[PATCH] D140208: [AMDGPU] Improved wide multiplies
Jessica Del via Phabricator via llvm-commits
llvm-commits at lists.llvm.org
Tue Feb 14 07:34:36 PST 2023
OutOfCache added inline comments.
================
Comment at: llvm/lib/Target/AMDGPU/AMDGPULegalizerInfo.cpp:3007
auto Mul = B.buildMul(S32, Src0[j0], Src1[j1]);
- if (!LocalAccum[0]) {
+ if (!LocalAccum[0] || KB.getKnownBits(LocalAccum[0]).isZero()) {
LocalAccum[0] = Mul.getReg(0);
----------------
tsymalla wrote:
> OutOfCache wrote:
> > OutOfCache wrote:
> > > arsenm wrote:
> > > > tsymalla wrote:
> > > > > OutOfCache wrote:
> > > > > > arsenm wrote:
> > > > > > > OutOfCache wrote:
> > > > > > > > This check is required, when the accumulator is a zero register.
> > > > > > > >
> > > > > > > > `!LocalAccum[0]` only checks for the existence of a Register. It is still true, if the Register is known to be all zeroes.

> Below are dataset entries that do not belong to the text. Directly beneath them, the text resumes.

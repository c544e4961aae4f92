//! Per-position sequencing depth and directional coverage sampling.

use crate::error::{Result, TsError};
use crate::feature::FeatureKind;
use crate::input::open_text;
use log::{debug, info};
use rustc_hash::FxHashMap;
use std::io::BufRead;

/// contig -> position -> depth. Read-only once built.
#[derive(Debug, Default)]
pub struct CoverageTrack {
    depths: FxHashMap<String, FxHashMap<i64, u32>>,
}

impl CoverageTrack {
    pub fn new() -> Self {
        Self::default()
    }

    /// Load a three-column `contig\tpos\tdepth` file without header.
    pub fn from_path(path: &str) -> Result<Self> {
        let reader = open_text(path)?;
        let mut track = CoverageTrack::new();
        let mut positions = 0usize;

        for (idx, line) in reader.lines().enumerate() {
            let line = line?;
            if line.trim().is_empty() {
                continue;
            }
            let fields: Vec<&str> = line.split('\t').collect();
            if fields.len() < 3 {
                return Err(TsError::malformed(
                    path,
                    idx + 1,
                    "expected contig, position and depth",
                ));
            }
            let pos = fields[1].trim().parse::<i64>().map_err(|e| {
                TsError::malformed(path, idx + 1, format!("invalid position '{}': {}", fields[1], e))
            })?;
            let depth = fields[2].trim().parse::<u32>().map_err(|e| {
                TsError::malformed(path, idx + 1, format!("invalid depth '{}': {}", fields[2], e))
            })?;
            track.insert(fields[0], pos, depth);
            positions += 1;
        }

        info!(
            "Loaded coverage for {} positions on {} contigs",
            positions,
            track.depths.len()
        );
        Ok(track)
    }

    pub fn insert(&mut self, contig: &str, pos: i64, depth: u32) {
        match self.depths.get_mut(contig) {
            Some(positions) => {
                positions.insert(pos, depth);
            }
            None => {
                let mut positions = FxHashMap::default();
                positions.insert(pos, depth);
                self.depths.insert(contig.to_string(), positions);
            }
        }
    }

    /// Depth at a position; uncovered positions have depth 0.
    pub fn depth(&self, contig: &str, pos: i64) -> u32 {
        self.depths
            .get(contig)
            .and_then(|positions| positions.get(&pos))
            .copied()
            .unwrap_or(0)
    }

    /// Depth lookup restricted to one contig
    pub fn contig(&self, contig: &str) -> ContigCoverage<'_> {
        ContigCoverage {
            depths: self.depths.get(contig),
        }
    }
}

#[derive(Clone, Copy)]
pub struct ContigCoverage<'a> {
    depths: Option<&'a FxHashMap<i64, u32>>,
}

impl ContigCoverage<'_> {
    pub fn depth(&self, pos: i64) -> u32 {
        self.depths
            .and_then(|positions| positions.get(&pos))
            .copied()
            .unwrap_or(0)
    }
}

/// Signed offset and width of the run of coordinates averaged around a
/// position. Both carry the same sign, which gives the sampling direction.
#[derive(Debug, Clone, Copy, PartialEq, Eq)]
pub struct SampleWindow {
    pub distance: i64,
    pub width: i64,
}

impl SampleWindow {
    /// Outward window for `kind`: the direction follows the strand, and is
    /// flipped once more for 3' ends.
    pub fn for_kind(kind: FeatureKind, distance: i64, width: i64) -> Self {
        let mut sign = kind.strand().sign();
        if kind.is_three_prime() {
            sign = -sign;
        }
        SampleWindow {
            distance: distance.abs() * sign,
            width: width.abs() * sign,
        }
    }

    /// The same window mirrored to the other side of the position
    pub fn inward(self) -> Self {
        SampleWindow {
            distance: -self.distance,
            width: -self.width,
        }
    }

    pub fn validate(&self) -> Result<()> {
        if self.width == 0 {
            return Err(TsError::InvalidConfig(
                "coverage sample width must not be 0".to_string(),
            ));
        }
        if self.width.abs() > self.distance.abs() {
            return Err(TsError::InvalidConfig(format!(
                "coverage sample width ({}) must not exceed the sampling distance ({})",
                self.width.abs(),
                self.distance.abs()
            )));
        }
        Ok(())
    }

    /// Half-open coordinate range sampled for `pos`
    pub fn range(&self, pos: i64) -> std::ops::Range<i64> {
        if self.distance > self.width {
            (pos + self.distance - self.width)..(pos + self.distance)
        } else if self.distance < self.width {
            (pos + self.distance)..(pos + self.distance - self.width)
        } else {
            (pos + self.distance)..(pos + self.distance + 1)
        }
    }
}

/// Mean depth over the window sampled for `pos`.
pub fn sample_mean(coverage: ContigCoverage<'_>, pos: i64, window: SampleWindow) -> f64 {
    let range = window.range(pos);
    let len = range.end - range.start;
    if len <= 0 {
        return 0.0;
    }
    let total: u64 = range.map(|p| coverage.depth(p) as u64).sum();
    total as f64 / len as f64
}

/// Coverage on both sides of a candidate end
#[derive(Debug, Clone, Copy, PartialEq)]
pub struct CoverageProfile {
    pub before: f64,
    pub after: f64,
}

/// The outward and inward windows, derived once per run.
#[derive(Debug, Clone, Copy)]
pub struct CoverageSampler {
    pub outward: SampleWindow,
    pub inward: SampleWindow,
}

impl CoverageSampler {
    pub fn new(kind: FeatureKind, distance: i64, width: i64) -> Result<Self> {
        let outward = SampleWindow::for_kind(kind, distance, width);
        outward.validate()?;
        debug!(
            "Coverage windows for {}: outward {:?}, inward {:?}",
            kind,
            outward,
            outward.inward()
        );
        Ok(CoverageSampler {
            outward,
            inward: outward.inward(),
        })
    }

    pub fn profile(&self, coverage: ContigCoverage<'_>, pos: i64) -> CoverageProfile {
        CoverageProfile {
            before: sample_mean(coverage, pos, self.outward),
            after: sample_mean(coverage, pos, self.inward),
        }
    }
}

> > > > > > > > This particular case occurs when the lower bytes of an operand are masked.
> > > > > > > > In that case, the check in line 3048 will fail and no `G_MAD` will be created. `LocalAccum[0]` will still be set to the result of the Unmerge of the `Tmp` register in line 3060. `Tmp` is set to a zero register in line 3041, so it is all zeroes at this point.
> > > > > > > >
> > > > > > > > By stepping through the debugger, I confirmed that in that case the first condition, `!LocalAccum[0]` will be false, but the second condition will be correctly evaluated to true and therefore skip the addition to 0.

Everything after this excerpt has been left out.